Helpful Concepts & Terminology
Faraday is primarily used with LLaMa 2 models that have been fine-tuned for conversations.
These models have been trained to continue a back-and-forth dialogue between two or more parties. The model generates text until it is about to start the user’s response, at which point it stops and allows you to add the user’s side of the chat.
LLaMa is a large language model (LLM) developed by Meta.
The base model comes in several sizes, each one with a different number of parameters: 7B, 13B, 33B and 65B. A higher parameter count means more nuanced and accurate responses, while also requiring significantly more processing power.

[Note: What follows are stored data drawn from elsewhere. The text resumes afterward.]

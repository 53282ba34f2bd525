//! SQLite persistence for user accounts.
//!
//! The UNIQUE constraints on `username` and `mail` are the correctness
//! backstop for concurrent registrations: the service layer checks
//! uniqueness before inserting, but a race between check and insert still
//! surfaces here as [`StoreError::UniqueViolation`].

use sqlx::{SqlitePool, error::ErrorKind};
use thiserror::Error;
use tracing::{Instrument, info_span};

use crate::account::models::User;

/// User columns that carry a uniqueness constraint.
#[derive(Debug, Clone, Copy, PartialEq, Eq)]
pub enum UserField {
    Username,
    Mail,
}

impl UserField {
    pub(crate) const fn column(self) -> &'static str {
        match self {
            Self::Username => "username",
            Self::Mail => "mail",
        }
    }
}

#[derive(Debug, Error)]
pub enum StoreError {
    #[error("{} already taken", field.column())]
    UniqueViolation { field: UserField },
    #[error(transparent)]
    Database(#[from] sqlx::Error),
}

/// Create the schema if it does not exist yet.
///
/// # Errors
/// Returns an error if any DDL statement fails.
pub async fn migrate(pool: &SqlitePool) -> Result<(), StoreError> {
    sqlx::query(
        r"
        CREATE TABLE IF NOT EXISTS users (
            id INTEGER PRIMARY KEY AUTOINCREMENT,
            username TEXT NOT NULL UNIQUE,
            mail TEXT NOT NULL UNIQUE,
            password TEXT NOT NULL
        )
        ",
    )
    .execute(pool)
    .await?;

    sqlx::query(
        r"
        CREATE TABLE IF NOT EXISTS messages (
            id INTEGER PRIMARY KEY AUTOINCREMENT,
            content TEXT NOT NULL,
            senderid INTEGER NOT NULL,
            channelid INTEGER NOT NULL,
            isdeleted INTEGER NOT NULL DEFAULT 0
        )
        ",
    )
    .execute(pool)
    .await?;

    sqlx::query(
        r"
        CREATE TABLE IF NOT EXISTS channels (
            id INTEGER PRIMARY KEY AUTOINCREMENT,
            about TEXT NOT NULL
        )
        ",
    )
    .execute(pool)
    .await?;

    Ok(())
}

/// Insert a new user and return the stored row with its assigned id.
///
/// # Errors
/// Returns [`StoreError::UniqueViolation`] when `username` or `mail` is
/// already taken, [`StoreError::Database`] for anything else.
pub async fn insert(
    pool: &SqlitePool,
    username: &str,
    mail: &str,
    password_hash: &str,
) -> Result<User, StoreError> {
    let query = "INSERT INTO users (username, mail, password) VALUES (?, ?, ?)";
    let span = info_span!(
        "db.query",
        db.system = "sqlite",
        db.operation = "INSERT",
        db.statement = query
    );
    let result = sqlx::query(query)
        .bind(username)
        .bind(mail)
        .bind(password_hash)
        .execute(pool)
        .instrument(span)
        .await
        .map_err(classify)?;

    Ok(User {
        id: result.last_insert_rowid(),
        username: username.to_string(),
        mail: mail.to_string(),
        password_hash: password_hash.to_string(),
    })
}

/// Count users matching `value` in the given column.
///
/// # Errors
/// Returns an error if the query fails.
pub async fn count_where(
    pool: &SqlitePool,
    field: UserField,
    value: &str,
) -> Result<i64, StoreError> {
    let query = match field {
        UserField::Username => "SELECT COUNT(*) FROM users WHERE username = ?",
        UserField::Mail => "SELECT COUNT(*) FROM users WHERE mail = ?",
    };
    let span = info_span!(
        "db.query",
        db.system = "sqlite",
        db.operation = "SELECT",
        db.statement = query
    );
    let count: i64 = sqlx::query_scalar(query)
        .bind(value)
        .fetch_one(pool)
        .instrument(span)
        .await?;

    Ok(count)
}

/// Look up a user by username.
///
/// # Errors
/// Returns an error if the query fails.
pub async fn find_by_username(
    pool: &SqlitePool,
    username: &str,
) -> Result<Option<User>, StoreError> {
    let query = "SELECT id, username, mail, password FROM users WHERE username = ?";
    let span = info_span!(
        "db.query",
        db.system = "sqlite",
        db.operation = "SELECT",
        db.statement = query
    );
    let user = sqlx::query_as::<_, User>(query)
        .bind(username)
        .fetch_optional(pool)
        .instrument(span)
        .await?;

    Ok(user)
}

/// List all users in insertion order.
///
/// # Errors
/// Returns an error if the query fails.
pub async fn list(pool: &SqlitePool) -> Result<Vec<User>, StoreError> {
    let query = "SELECT id, username, mail, password FROM users ORDER BY id";
    let span = info_span!(
        "db.query",
        db.system = "sqlite",
        db.operation = "SELECT",
        db.statement = query
    );
    let users = sqlx::query_as::<_, User>(query)
        .fetch_all(pool)
        .instrument(span)
        .await?;

    Ok(users)
}

/// Delete a user by id. Returns `true` when a row was removed.
///
/// # Errors
/// Returns an error if the statement fails.
pub async fn delete(pool: &SqlitePool, id: i64) -> Result<bool, StoreError> {
    let query = "DELETE FROM users WHERE id = ?";
    let span = info_span!(
        "db.query",
        db.system = "sqlite",
        db.operation = "DELETE",
        db.statement = query
    );
    let result = sqlx::query(query)
        .bind(id)
        .execute(pool)
        .instrument(span)
        .await?;

    Ok(result.rows_affected() > 0)
}

// Map a raw sqlx error to a typed store error. SQLite reports which
// constraint fired in the message ("UNIQUE constraint failed: users.mail").
fn classify(err: sqlx::Error) -> StoreError {
    if let sqlx::Error::Database(db_err) = &err {
        if matches!(db_err.kind(), ErrorKind::UniqueViolation) {
            let message = db_err.message();
            if message.contains("users.username") {
                return StoreError::UniqueViolation {
                    field: UserField::Username,
                };
            }
            if message.contains("users.mail") {
                return StoreError::UniqueViolation {
                    field: UserField::Mail,
                };
            }
        }
    }
    StoreError::Database(err)
}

The LLaMa base models can be fine-tuned to generate text in a specific style, such as instruction-following, programming assistance, or roleplay. Fine-tuning involves tweaking the parameters of the base model by training on a customized dataset.
The fine-tuned models available on Faraday have been trained on conversational datasets by various third parties.
Large Language Models (LLM)s generate text by calculating which words are most likely to come next based on a given input sequence. This calculation requires that words be converted to numbers, i.e. "tokens". A token is approximately 3-4 letters.
Here is a visualization of text broken into tokens:
The exact set of tokens processed when generating the next token is called the "context".
Models can only process a certain amount of context at once. LLaMa 1-based models are limited to a maximum of 2048 tokens, while LLaMa 2-based models can take in up to 4096 tokens.
When your conversation history starts to exceed the context window, the older messages are removed incrementally from the model context. If you find the model forgetting something you talked about an hour ago, this is why.